------ The data ------

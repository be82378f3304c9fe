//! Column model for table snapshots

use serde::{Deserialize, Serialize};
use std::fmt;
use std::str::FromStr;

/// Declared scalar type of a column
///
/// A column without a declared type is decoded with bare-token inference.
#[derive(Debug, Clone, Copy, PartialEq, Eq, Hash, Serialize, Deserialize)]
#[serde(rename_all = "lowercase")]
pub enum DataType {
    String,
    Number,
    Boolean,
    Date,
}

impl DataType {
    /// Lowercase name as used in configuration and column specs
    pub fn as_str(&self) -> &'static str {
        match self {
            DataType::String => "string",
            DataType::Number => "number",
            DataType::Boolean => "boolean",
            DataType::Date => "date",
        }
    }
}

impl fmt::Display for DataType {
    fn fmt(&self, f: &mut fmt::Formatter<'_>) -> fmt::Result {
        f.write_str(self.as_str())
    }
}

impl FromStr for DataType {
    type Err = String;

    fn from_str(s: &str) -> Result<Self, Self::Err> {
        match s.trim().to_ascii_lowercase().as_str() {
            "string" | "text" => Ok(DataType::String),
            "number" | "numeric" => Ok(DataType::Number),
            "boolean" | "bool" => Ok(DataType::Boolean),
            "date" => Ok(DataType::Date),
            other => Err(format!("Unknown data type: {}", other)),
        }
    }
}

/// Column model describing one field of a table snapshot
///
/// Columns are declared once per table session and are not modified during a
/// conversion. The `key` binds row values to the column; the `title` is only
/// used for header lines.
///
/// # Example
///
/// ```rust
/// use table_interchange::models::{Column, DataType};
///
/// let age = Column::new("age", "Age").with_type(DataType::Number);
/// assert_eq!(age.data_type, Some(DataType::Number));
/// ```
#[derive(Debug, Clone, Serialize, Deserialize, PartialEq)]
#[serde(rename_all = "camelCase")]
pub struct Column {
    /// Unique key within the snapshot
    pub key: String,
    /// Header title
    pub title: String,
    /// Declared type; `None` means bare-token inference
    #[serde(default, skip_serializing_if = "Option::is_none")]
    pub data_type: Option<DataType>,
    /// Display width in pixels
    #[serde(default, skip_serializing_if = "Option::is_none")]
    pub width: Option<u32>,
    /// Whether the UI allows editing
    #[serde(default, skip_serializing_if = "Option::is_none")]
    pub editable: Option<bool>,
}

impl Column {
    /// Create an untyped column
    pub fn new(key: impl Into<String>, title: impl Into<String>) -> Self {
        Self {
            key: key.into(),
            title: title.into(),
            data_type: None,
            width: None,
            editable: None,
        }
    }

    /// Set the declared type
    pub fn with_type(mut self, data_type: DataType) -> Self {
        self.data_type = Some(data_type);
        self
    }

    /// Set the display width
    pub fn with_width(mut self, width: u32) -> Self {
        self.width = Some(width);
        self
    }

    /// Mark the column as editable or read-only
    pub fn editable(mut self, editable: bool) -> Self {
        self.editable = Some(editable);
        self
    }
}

------
------ The data ------

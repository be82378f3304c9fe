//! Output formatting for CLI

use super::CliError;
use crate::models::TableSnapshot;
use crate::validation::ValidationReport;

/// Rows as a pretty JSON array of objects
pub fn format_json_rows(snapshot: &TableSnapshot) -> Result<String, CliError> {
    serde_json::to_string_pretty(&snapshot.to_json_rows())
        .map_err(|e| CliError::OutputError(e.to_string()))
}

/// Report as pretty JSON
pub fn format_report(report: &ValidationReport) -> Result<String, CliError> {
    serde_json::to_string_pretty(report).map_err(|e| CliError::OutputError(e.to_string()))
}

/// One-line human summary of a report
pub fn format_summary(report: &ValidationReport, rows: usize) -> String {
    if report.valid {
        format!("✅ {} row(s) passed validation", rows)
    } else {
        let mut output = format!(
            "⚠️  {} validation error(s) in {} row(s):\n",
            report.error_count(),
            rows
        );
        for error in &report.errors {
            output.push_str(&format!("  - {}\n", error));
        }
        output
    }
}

------
------ The data ------

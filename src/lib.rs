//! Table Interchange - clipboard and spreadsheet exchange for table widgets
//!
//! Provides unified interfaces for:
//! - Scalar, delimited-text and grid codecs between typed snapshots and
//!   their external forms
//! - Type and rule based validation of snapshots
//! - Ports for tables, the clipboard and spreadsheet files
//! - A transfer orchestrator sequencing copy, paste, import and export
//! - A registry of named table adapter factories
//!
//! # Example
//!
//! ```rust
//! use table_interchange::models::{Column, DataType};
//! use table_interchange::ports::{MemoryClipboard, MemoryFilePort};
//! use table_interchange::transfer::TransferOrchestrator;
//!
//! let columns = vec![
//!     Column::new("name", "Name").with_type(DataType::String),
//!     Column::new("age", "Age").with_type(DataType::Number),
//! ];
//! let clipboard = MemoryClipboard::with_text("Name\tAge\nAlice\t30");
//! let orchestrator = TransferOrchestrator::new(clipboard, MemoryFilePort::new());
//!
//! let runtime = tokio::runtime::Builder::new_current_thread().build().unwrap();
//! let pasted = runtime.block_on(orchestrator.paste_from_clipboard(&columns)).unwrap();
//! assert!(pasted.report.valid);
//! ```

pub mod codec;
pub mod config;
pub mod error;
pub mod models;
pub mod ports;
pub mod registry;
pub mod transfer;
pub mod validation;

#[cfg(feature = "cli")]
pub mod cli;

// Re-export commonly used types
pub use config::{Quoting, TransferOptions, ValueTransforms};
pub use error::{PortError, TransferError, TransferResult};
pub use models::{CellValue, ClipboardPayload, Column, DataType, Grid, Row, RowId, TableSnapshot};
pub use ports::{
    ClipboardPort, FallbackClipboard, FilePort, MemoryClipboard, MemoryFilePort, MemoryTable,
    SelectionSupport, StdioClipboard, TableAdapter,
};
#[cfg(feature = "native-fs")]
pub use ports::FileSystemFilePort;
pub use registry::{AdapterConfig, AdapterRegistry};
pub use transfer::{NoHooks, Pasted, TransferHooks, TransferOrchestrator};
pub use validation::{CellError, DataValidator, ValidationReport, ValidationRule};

------

• [What is being asked]: Every line above that holds "Serialize" should be copied out.

• [The completed task]:
use serde::{Deserialize, Serialize};
#[derive(Debug, Clone, Copy, PartialEq, Eq, Hash, Serialize, Deserialize)]
#[derive(Debug, Clone, Serialize, Deserialize, PartialEq)]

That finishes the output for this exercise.